Jolanta Łada-Zielke, Jahrgang 1971, kam in Krakau zur Welt, hat an der Jagiellonen-Universität Polnische Sprache und Literatur studiert und danach das Journalistik-Studium an der Päpstlichen Universität Krakau abgeschlossen. Gleichzeitig absolvierte sie ein Gesangsdiplom in der Musikoberschule Władysław Żeleński in Krakau. Als Journalistin war Jolanta zehn Jahre beim Akademischen Radiorundfunksender Krakau angestellt, arbeitete auch mit Radio RMF Classic, und Radio ART anläßlich der Bayreuther Festspiele zusammen. 2003 bekam sie ein Stipendium vom Goethe-Institut Krakau. Für ihre  journalistische Arbeit wurde sie 2007 mit der Jubiläumsmedaille von 25 Jahren der Päpstlichen Universität ausgezeichnet. 2009 ist sie der Liebe wegen nach Deutschland gezogen, zunächst nach München, seit 2013 lebt sie in Hamburg, wo sie als freiberufliche Journalistin tätig ist. Ihre Artikel erscheinen in der polnischen Musikfachzeitschrift „Ruch Muzyczny“, in der Theaterzeitung „Didaskalia“, in der kulturellen Zeitschrift für Polen in Bayern und Baden-Württemberg „Moje Miasto“ sowie auf dem Online-Portal „Culture Avenue“ in den USA.  Jolanta ist eine leidenschaftliche Chor-und Solo-Sängerin. Zu ihrem Repertoire gehören vor allem geistliche und künstlerische Lieder sowie Schlager aus den zwanziger und dreißiger Jahren. Sie ist seit 2019 Autorin für klassik-beigeistert.de.

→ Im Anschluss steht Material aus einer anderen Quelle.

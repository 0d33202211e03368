//! Line-oriented terminal front-end.

use crate::controller::{ConversationController, StreamOutcome, TurnError};
use crate::error::AppError;
use crate::session::{ExportArtifact, SessionContext};
use crate::types::{ModelOption, Role};
use anyhow::{Context, Result};
use std::io::Write;
use std::path::{Path, PathBuf};
use tokio::io::{AsyncBufReadExt, BufReader};

const WELCOME: &str = "I'm here to help! This conversation is secure and private.";

const HELP: &str = "Commands:
  /models               list available models
  /model <name>         switch model
  /clear                clear the conversation
  /export [path]        save the conversation as JSON
  /export-text [path]   save the conversation as a text transcript
  /import <path>        load a conversation exported as JSON
  /quit                 exit
Anything else is sent as a message.";

#[derive(Clone, Debug, PartialEq, Eq)]
pub enum ConsoleCommand {
    Submit(String),
    Models,
    Model(String),
    Clear,
    Export(Option<PathBuf>),
    ExportText(Option<PathBuf>),
    Import(PathBuf),
    Help,
    Quit,
    Unknown(String),
}

impl ConsoleCommand {
    /// Parses one input line; blank lines yield `None`.
    pub fn parse(line: &str) -> Option<Self> {
        let trimmed = line.trim();
        if trimmed.is_empty() {
            return None;
        }
        let Some(rest) = trimmed.strip_prefix('/') else {
            return Some(ConsoleCommand::Submit(trimmed.to_string()));
        };

        let (name, arg) = match rest.split_once(char::is_whitespace) {
            Some((name, arg)) => (name, arg.trim()),
            None => (rest, ""),
        };
        let path_arg = || (!arg.is_empty()).then(|| PathBuf::from(arg));

        let command = match name {
            "models" => ConsoleCommand::Models,
            "model" if arg.is_empty() => ConsoleCommand::Models,
            "model" => ConsoleCommand::Model(arg.to_string()),
            "clear" => ConsoleCommand::Clear,
            "export" => ConsoleCommand::Export(path_arg()),
            "export-text" => ConsoleCommand::ExportText(path_arg()),
            "import" => match path_arg() {
                Some(path) => ConsoleCommand::Import(path),
                None => ConsoleCommand::Unknown("/import needs a file path".to_string()),
            },
            "help" | "?" => ConsoleCommand::Help,
            "quit" | "exit" | "q" => ConsoleCommand::Quit,
            other => ConsoleCommand::Unknown(format!("Unknown command /{other}")),
        };
        Some(command)
    }
}

/// Runs the interactive loop until EOF or `/quit`.
pub async fn run(controller: &ConversationController, ctx: &mut SessionContext) -> Result<()> {
    print_intro(ctx);
    if let Some(count) = ConversationController::take_restored_notice(ctx) {
        println!("(Restored {count} messages from your previous session)\n");
    }

    let mut lines = BufReader::new(tokio::io::stdin()).lines();
    loop {
        prompt(ctx)?;
        let Some(line) = lines.next_line().await? else {
            break;
        };
        let Some(command) = ConsoleCommand::parse(&line) else {
            continue;
        };

        match command {
            ConsoleCommand::Submit(text) => submit(controller, ctx, &text).await?,
            ConsoleCommand::Models => {
                for model in ModelOption::ALL {
                    let marker = if model == ctx.selected_model { "*" } else { " " };
                    println!("{marker} {}", model.label());
                }
            }
            ConsoleCommand::Model(label) => match ModelOption::from_label(&label) {
                Some(model) => {
                    controller.change_model(ctx, model);
                    println!("Model: {model}");
                }
                None => println!("Unknown model \"{label}\". Try /models."),
            },
            ConsoleCommand::Clear => match controller.clear(ctx) {
                Ok(removed) => {
                    if !removed {
                        println!("(Could not remove the saved session file)");
                    }
                    println!("🗑️ Chat cleared.\n{WELCOME}");
                }
                Err(err) => report(err.into())?,
            },
            ConsoleCommand::Export(path) => match controller.export(ctx) {
                Some(artifact) => write_artifact(&artifact, path.as_deref()).await,
                None => println!("Nothing to export yet."),
            },
            ConsoleCommand::ExportText(path) => match controller.export_text(ctx) {
                Some(artifact) => write_artifact(&artifact, path.as_deref()).await,
                None => println!("Nothing to export yet."),
            },
            ConsoleCommand::Import(path) => match tokio::fs::read(&path).await {
                Ok(bytes) => match controller.import(ctx, &bytes) {
                    Ok(summary) => {
                        println!("{summary}");
                        if ConversationController::take_loaded_notice(ctx) {
                            println!("📁 Conversation loaded from file - Continue where you left off!\n");
                            print_history(ctx);
                        }
                    }
                    Err(err) => report(err)?,
                },
                Err(err) => println!("❌ Error loading file: {err}"),
            },
            ConsoleCommand::Help => println!("{HELP}"),
            ConsoleCommand::Quit => break,
            ConsoleCommand::Unknown(message) => println!("{message}. Type /help for commands."),
        }
    }

    Ok(())
}

async fn submit(controller: &ConversationController, ctx: &mut SessionContext, text: &str) -> Result<()> {
    let turn = match controller.start_turn(ctx, text) {
        Ok(turn) => turn,
        Err(TurnError::EmptyInput) => return Ok(()),
        Err(err) => {
            println!("{err}");
            return Ok(());
        }
    };

    print!("\nAssistant: ");
    std::io::stdout().flush()?;
    let mut sink = |piece: &str| {
        print!("{piece}");
        let _ = std::io::stdout().flush();
    };
    let outcome = controller.stream_turn(turn, &mut sink).await;
    if let StreamOutcome::Failed { error, .. } = &outcome {
        println!("\n❌ Error generating response: {error}");
    }
    controller.finish_turn(ctx, outcome);
    println!("\n");
    Ok(())
}

/// Prints a recoverable error and keeps the loop going; fatal ones end it.
fn report(err: AppError) -> Result<()> {
    if err.is_fatal() {
        return Err(err.into());
    }
    println!("{err}");
    Ok(())
}

async fn write_artifact(artifact: &ExportArtifact, target: Option<&Path>) {
    let path = match target {
        Some(path) if path.is_dir() => path.join(&artifact.file_name),
        Some(path) => path.to_path_buf(),
        None => default_download_dir().join(&artifact.file_name),
    };
    match write_file(&path, &artifact.contents).await {
        Ok(()) => println!("💾 Saved {}", path.display()),
        Err(err) => println!("❌ Could not save {}: {err:#}", path.display()),
    }
}

async fn write_file(path: &Path, contents: &str) -> Result<()> {
    if let Some(parent) = path.parent().filter(|p| !p.as_os_str().is_empty()) {
        tokio::fs::create_dir_all(parent)
            .await
            .with_context(|| format!("creating {}", parent.display()))?;
    }
    tokio::fs::write(path, contents).await?;
    Ok(())
}

fn default_download_dir() -> PathBuf {
    dirs::download_dir()
        .or_else(|| std::env::current_dir().ok())
        .unwrap_or_else(|| PathBuf::from("."))
}

fn print_intro(ctx: &SessionContext) {
    println!("PairD 2 ({})", ctx.selected_model);
    println!("{}", "-".repeat(40));
    if ctx.history.is_empty() {
        println!("{WELCOME}");
    } else {
        print_history(ctx);
    }
    println!("Type /help for commands.\n");
}

fn print_history(ctx: &SessionContext) {
    for message in ctx.history.messages() {
        let speaker = match message.role {
            Role::User => "You",
            Role::Assistant => "Assistant",
        };
        println!("{speaker}: {}\n", message.content);
    }
}

fn prompt(ctx: &SessionContext) -> Result<()> {
    print!("[{}] > ", ctx.selected_model);
    std::io::stdout().flush()?;
    Ok(())
}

[1] Die erste polnische Monografie Richard Wagners schrieb um 1859 Warschauer Musikkritiker und Begründer der Zeitschrift „Ruch Muzyczny“ Józef Sikorski, der die bis zu diesem Zeitpunkt entstandenen Werke Wagners analysierte.

[2] Am 6. November 1939 verhafteten die Nazis im besetzten Krakau mehr als 100 Professoren und Dozenten der Jagiellonen-Universität und deportierten sie in das KZ-Sachsenhausen. Auf Druck der internationalen Öffentlichkeit ließ man einige von ihnen drei Monaten nach frei.